Patty Pravo segna il suo ritorno discografico con 'Opera', un progetto che rappresenta il trionfo della consapevolezza artistica. A distanza di anni dalla sua ultima uscita importante, la cantante sceglie di non rincorrere tendenze o mode passeggere, affidandosi invece a una ricerca musicale più introspettiva e senza fretta.
L'album si distingue per una selezione di ballate che sembrano sospese fuori dal tempo, caratterizzate da una produzione curata e da composizioni affidate ai più importanti nomi della musica italiana contemporanea. Questa scelta di collaboratori di primo piano testimonia il rispetto che l'industria musicale continua a riporre nei confronti della veterana della canzone italiana.
Se da un lato il disco non raggiunge una perfezione formale assoluta, l'elemento che non tramonta mai è il carisma singolare che Pravo continua a irradiare in ogni traccia. La sua voce, con i suoi timbri riconoscibilissimi, rimane il vero protagonista di questa opera, capace di elevare le composizioni al di là di qualsiasi limite tecnico.

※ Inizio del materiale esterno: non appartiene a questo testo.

//! Desktop window driver (minifb).
//!
//! The window lives on its own thread, which owns it for its whole life and
//! takes commands over a channel: `Repaint` re-reads the shared frame and
//! pushes it to the window, `Close` ends the thread. Between commands the
//! thread keeps pumping window events so the window stays responsive.
//! A `RefreshActor` sends `Repaint` every update interval; `publish()` sends
//! one immediately.
//!
//! Platforms that insist on windows living on the main thread (macOS) cannot
//! use this driver; use the HTTP driver there.

use crate::display::driver::{DisplayDriver, DriverConfig};
use crate::display::refresh::RefreshActor;
use crate::error::{EpdError, Result};
use crate::frame::SharedFrame;
use log::*;
use minifb::{Scale, Window, WindowOptions};
use std::sync::atomic::{AtomicBool, Ordering};
use std::sync::mpsc::{self, Receiver, RecvTimeoutError, Sender};
use std::sync::Arc;
use std::thread::{self, JoinHandle};
use std::time::Duration;

/// How often window events are pumped while no command arrives.
const EVENT_POLL_INTERVAL: Duration = Duration::from_millis(16);

#[derive(Debug, Clone, Copy, PartialEq, Eq)]
enum WindowCommand {
    Repaint,
    Close,
}

pub struct WindowDriver {
    commands: Sender<WindowCommand>,
    open: Arc<AtomicBool>,
    refresh: Option<RefreshActor>,
    thread_handle: Option<JoinHandle<()>>,
}

impl DisplayDriver for WindowDriver {
    fn start(config: &DriverConfig, frame: SharedFrame) -> Result<Self> {
        let (commands, command_rx) = mpsc::channel();
        let (ready_tx, ready_rx) = mpsc::sync_channel::<std::result::Result<(), String>>(1);
        let open = Arc::new(AtomicBool::new(false));

        let window_config = config.clone();
        let window_open = Arc::clone(&open);
        let thread_handle = thread::Builder::new()
            .name("epd-window".to_string())
            .spawn(move || {
                let options = WindowOptions {
                    resize: false,
                    scale: match window_config.window_scale {
                        2 => Scale::X2,
                        4 => Scale::X4,
                        _ => Scale::X1,
                    },
                    ..WindowOptions::default()
                };
                let window = match Window::new(
                    &window_config.title,
                    window_config.width as usize,
                    window_config.height as usize,
                    options,
                ) {
                    Ok(window) => window,
                    Err(e) => {
                        let _ = ready_tx.send(Err(e.to_string()));
                        return;
                    }
                };
                window_open.store(true, Ordering::SeqCst);
                let _ = ready_tx.send(Ok(()));

                run_window(window, &window_config, &frame, command_rx);
                window_open.store(false, Ordering::SeqCst);
            })
            .map_err(|source| EpdError::Spawn {
                name: "epd-window",
                source,
            })?;

        match ready_rx.recv() {
            Ok(Ok(())) => {}
            Ok(Err(reason)) => {
                let _ = thread_handle.join();
                return Err(EpdError::Window(reason));
            }
            Err(_) => {
                let _ = thread_handle.join();
                return Err(EpdError::Window(
                    "window thread exited during startup".to_string(),
                ));
            }
        }
        info!(
            "WindowDriver: Opened '{}' ({}x{})",
            config.title, config.width, config.height
        );

        let refresh_tx = commands.clone();
        let refresh = RefreshActor::spawn("epd-window-refresh", config.update_interval, move || {
            refresh_tx.send(WindowCommand::Repaint).is_ok()
        })?;

        Ok(Self {
            commands,
            open,
            refresh: Some(refresh),
            thread_handle: Some(thread_handle),
        })
    }

    fn publish(&self) -> Result<()> {
        if !self.is_open() {
            debug!("WindowDriver: Window closed, publish ignored");
            return Ok(());
        }
        if self.commands.send(WindowCommand::Repaint).is_err() {
            debug!("WindowDriver: Window thread gone, publish ignored");
        }
        Ok(())
    }

    fn is_open(&self) -> bool {
        self.open.load(Ordering::SeqCst)
    }

    fn shutdown(&mut self) -> Result<()> {
        if let Some(mut refresh) = self.refresh.take() {
            refresh.stop();
        }
        if let Some(handle) = self.thread_handle.take() {
            let _ = self.commands.send(WindowCommand::Close);
            if let Err(e) = handle.join() {
                error!("WindowDriver: Window thread panicked: {:?}", e);
            }
            info!("WindowDriver: Window closed");
        }
        Ok(())
    }
}

impl Drop for WindowDriver {
    fn drop(&mut self) {
        let _ = self.shutdown();
    }
}

/// Window thread body: render, then serve commands until closed.
fn run_window(
    mut window: Window,
    config: &DriverConfig,
    frame: &SharedFrame,
    commands: Receiver<WindowCommand>,
) {
    render(&mut window, config, frame);
    loop {
        match commands.recv_timeout(EVENT_POLL_INTERVAL) {
            Ok(WindowCommand::Repaint) => render(&mut window, config, frame),
            Ok(WindowCommand::Close) | Err(RecvTimeoutError::Disconnected) => break,
            Err(RecvTimeoutError::Timeout) => window.update(),
        }
        if !window.is_open() {
            info!("WindowDriver: Window closed by user");
            break;
        }
    }
}

fn render(window: &mut Window, config: &DriverConfig, frame: &SharedFrame) {
    // Copy the pixels out so the lock is not held while the window presents.
    let buffer = match frame.lock() {
        Ok(frame) => frame.to_0rgb(),
        Err(_) => {
            error!("WindowDriver: Frame lock poisoned, skipping repaint");
            return;
        }
    };
    trace!("WindowDriver: Repaint");
    if let Err(e) =
        window.update_with_buffer(&buffer, config.width as usize, config.height as usize)
    {
        warn!("WindowDriver: Failed to update window: {}", e);
    }
}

Ciò che rende 'Opera' particolarmente significativo è la libertà creativa con cui è stato concepito. Non è un disco costruito per convincere i critici o riconquistare spazi radiofonici, ma piuttosto l'espressione serena di un artista che ha guadagnato il lusso di non dover dimostrare nulla a nessuno. In questo risiede la sua vera eleganza.